Chrome supports canvas.toDataURL("image/webp"). This allows us to read back the <canvas> as a .webp image and encode is as a dataURL, all in one swoop:

var url = canvas.toDataURL('image/webp', 1); // Second param is quality.

Since this only gives us an single frame, we need to repeat the draw/read pattern using a requestAnimationFrame() loop. That’ll give us webp frames at 60fps:

var rafId;
var frames = [];
var CANVAS_WIDTH = canvas.width;
var CANVAS_HEIGHT = canvas.height;

function drawVideoFrame(time) {
rafId = requestAnimationFrame(drawVideoFrame);
ctx.drawImage(video, 0, 0, CANVAS_WIDTH, CANVAS_HEIGHT);
frames.push(canvas.toDataURL('image/webp', 1));
};

rafId = requestAnimationFrame(drawVideoFrame); // Note: not using vendor prefixes!

\m/

The last step is to bring in Whammy. The library includes a static method fromImageArray() that creates a Blob (file) from an array of dataURLs. Perfect! That’s just what we have.

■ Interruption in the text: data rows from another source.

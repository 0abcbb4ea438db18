pub mod backend;
pub mod classifier;
pub mod commands;
pub mod config;
pub mod core_state;
pub mod export;
pub mod models;
pub mod workflow;

use std::sync::Arc;
use tracing_subscriber::EnvFilter;

#[cfg_attr(mobile, tauri::mobile_entry_point)]
pub fn run() {
    // Initialize tracing
    tracing_subscriber::fmt()
        .with_env_filter(
            EnvFilter::try_from_default_env()
                .unwrap_or_else(|_| EnvFilter::new(config::default_log_filter())),
        )
        .init();

    tracing::info!("ExoScan starting v{}", config::APP_VERSION);

    tauri::Builder::default()
        .plugin(tauri_plugin_dialog::init())
        .manage(Arc::new(core_state::CoreState::new()))
        .invoke_handler(tauri::generate_handler![
            commands::health_check,
            commands::check_backend_status,
            commands::batch::select_batch_file,
            commands::batch::analyze_batch,
            commands::batch::get_analysis_view,
            commands::batch::select_category,
            commands::batch::acknowledge_analysis_failure,
            commands::batch::get_top_predictions,
            commands::batch::export_results_csv,
            commands::batch::fetch_dataset_csv,
            commands::detection::assess_candidate,
            commands::detection::submit_observation,
            commands::training::train_model,
            commands::training::tune_hyperparameters,
            commands::training::export_model_manifest,
        ])
        .run(tauri::generate_context!())
        .expect("error while running ExoScan");
}
use serde::{Deserialize, Serialize};

/// Surface/environment flags derived from measurement thresholds.
/// Field names are part of the IPC contract with the card UI.
#[derive(Debug, Clone, Copy, Default, PartialEq, Eq, Serialize, Deserialize)]
pub struct PlanetCharacteristics {
    pub water: bool,
    pub oxygen: bool,
    pub rocks: bool,
    pub forest: bool,
    pub hydrogen: bool,
    pub radiation: bool,
    pub atmosphere: bool,
    pub magnetic_field: bool,
}

/// Morgan–Keenan spectral class of the host star, binned from its
/// effective temperature.
#[derive(Debug, Clone, Copy, PartialEq, Eq, Serialize, Deserialize)]
pub enum StellarType {
    O,
    B,
    A,
    F,
    G,
    K,
    M,
    #[serde(rename = "unknown")]
    Unknown,
}

impl StellarType {
    pub fn as_str(self) -> &'static str {
        match self {
            StellarType::O => "O",
            StellarType::B => "B",
            StellarType::A => "A",
            StellarType::F => "F",
            StellarType::G => "G",
            StellarType::K => "K",
            StellarType::M => "M",
            StellarType::Unknown => "unknown",
        }
    }
}

/// Normalized measurements for display: physical quantities rounded to
/// 2 decimals, sky coordinates to 6, transit depth to 4. Missing inputs
/// are zero-defaulted (the deterministic policy — see DESIGN.md).
#[derive(Debug, Clone, PartialEq, Serialize, Deserialize)]
pub struct PlanetMeasurements {
    pub orbital_period: f64,
    pub transit_duration: f64,
    pub transit_depth: f64,
    pub planet_radius: f64,
    pub stellar_temp: f64,
    pub stellar_radius: f64,
    pub stellar_mass: f64,
    pub equilibrium_temp: f64,
    pub insolation_flux: f64,
    pub koi_model_snr: f64,
    pub ra: f64,
    pub dec: f64,
    pub planet_radius_missing: bool,
    pub stellar_type: StellarType,
    /// Stellar flux at the planet in W/m².
    pub energy_budget: f64,
}

/// One classified candidate — the unit the category cards, prediction
/// table, and CSV export all operate on.
#[derive(Debug, Clone, PartialEq, Serialize, Deserialize)]
pub struct Planet {
    /// Unique within one classification run (the retrain response map key).
    pub name: String,
    /// In [0, 1]: backend-supplied when present, otherwise derived.
    pub probability: f64,
    /// Composite favorability score in [0, 8].
    pub habitability_score: u8,
    pub characteristics: PlanetCharacteristics,
    pub data: PlanetMeasurements,
}

#[cfg(test)]
mod tests {
    use super::*;

    #[test]
    fn stellar_type_serializes_class_letter() {
        assert_eq!(serde_json::to_string(&StellarType::G).unwrap(), "\"G\"");
        assert_eq!(
            serde_json::to_string(&StellarType::Unknown).unwrap(),
            "\"unknown\""
        );
    }

    #[test]
    fn characteristics_default_to_all_false() {
        let c = PlanetCharacteristics::default();
        assert!(!c.water && !c.oxygen && !c.rocks && !c.forest);
        assert!(!c.hydrogen && !c.radiation && !c.atmosphere && !c.magnetic_field);
    }

    #[test]
    fn planet_serializes_ipc_shape() {
        let planet = Planet {
            name: "K2-18b".into(),
            probability: 0.82,
            habitability_score: 6,
            characteristics: PlanetCharacteristics {
                water: true,
                ..Default::default()
            },
            data: PlanetMeasurements {
                orbital_period: 32.94,
                transit_duration: 2.68,
                transit_depth: 0.0029,
                planet_radius: 2.61,
                stellar_temp: 3457.0,
                stellar_radius: 0.41,
                stellar_mass: 0.36,
                equilibrium_temp: 284.0,
                insolation_flux: 1.33,
                koi_model_snr: 28.4,
                ra: 172.560141,
                dec: 7.588391,
                planet_radius_missing: false,
                stellar_type: StellarType::M,
                energy_budget: 1810.13,
            },
        };
        let json = serde_json::to_string(&planet).unwrap();
        assert!(json.contains("\"name\":\"K2-18b\""));
        assert!(json.contains("\"habitability_score\":6"));
        assert!(json.contains("\"water\":true"));
        assert!(json.contains("\"stellar_type\":\"M\""));
    }
}
use lazy_static::lazy_static;
use regex::Regex;

use super::entity::Bucket;

lazy_static! {
    static ref UNSAFE_NAME_CHARS: Regex = Regex::new(r"[^A-Za-z0-9._-]+").unwrap();
}

const MAX_NAME_LEN: usize = 120;

/// Object key inside a bucket: `{unix_millis}_{sanitized original name}`.
#[derive(Debug, Clone, PartialEq, Eq)]
pub struct ObjectName(String);

impl ObjectName {
    pub fn new(uploaded_at_millis: i64, original: &str) -> Self {
        let base = original.rsplit(['/', '\\']).next().unwrap_or(original);
        let cleaned = UNSAFE_NAME_CHARS.replace_all(base.trim(), "_");
        let cleaned = cleaned.trim_matches(|c| c == '_' || c == '.');
        let cleaned = if cleaned.is_empty() { "file" } else { cleaned };
        let cleaned: String = cleaned.chars().take(MAX_NAME_LEN).collect();
        Self(format!("{}_{}", uploaded_at_millis, cleaned))
    }

    pub fn as_str(&self) -> &str {
        &self.0
    }
}

/// A stored object addressed by bucket and key.
#[derive(Debug, Clone, PartialEq, Eq)]
pub struct StoredObject {
    pub bucket: Bucket,
    pub name: String,
}
pub mod auth;
pub mod media;
pub mod social;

Let’s package all of this goodness up in a stop() method:

function stop() {
cancelAnimationFrame(rafId);  // Note: not using vendor prefixes!

// 2nd param: framerate for the video file.
var webmBlob = Whammy.fromImageArray(frames, 1000 / 60);

var video = document.createElement('video');
video.src = window.URL.createObjectURL(webmBlob);

document.body.appendChild(video);
}

When stop() is called, the requestAnimationFrame() recursion is terminated and the .webm file is created.

Performance and Web Workers

Encoding webp images using canvas.toDataURL('image/webp') takes ~120ms on my MBP. When you do something crazy like this in requestAnimationFrame() callback, the framerate of the live getUserMedia() video stream noticeably drops. It’s too much for the UI thread to handle.

Having the browser encode webp in C++ is far faster than encoding the .webp image in JS.

My tests using libwebpjs in a Web Worker were horrendously slow. The idea was to each frame as a Uint8ClampedArray (raw pixel arrays), save them in an array, and postMessage() that data to the Worker. The worker was responsible for encoding each pixel array into webp. The whole process took up to 20+ seconds to encode a single second’s worth of video. Not worth it.

It’s too bad CanvasRenderingContext2D doesn’t exist in the Web Worker context. That would solved a lot of the perf issues.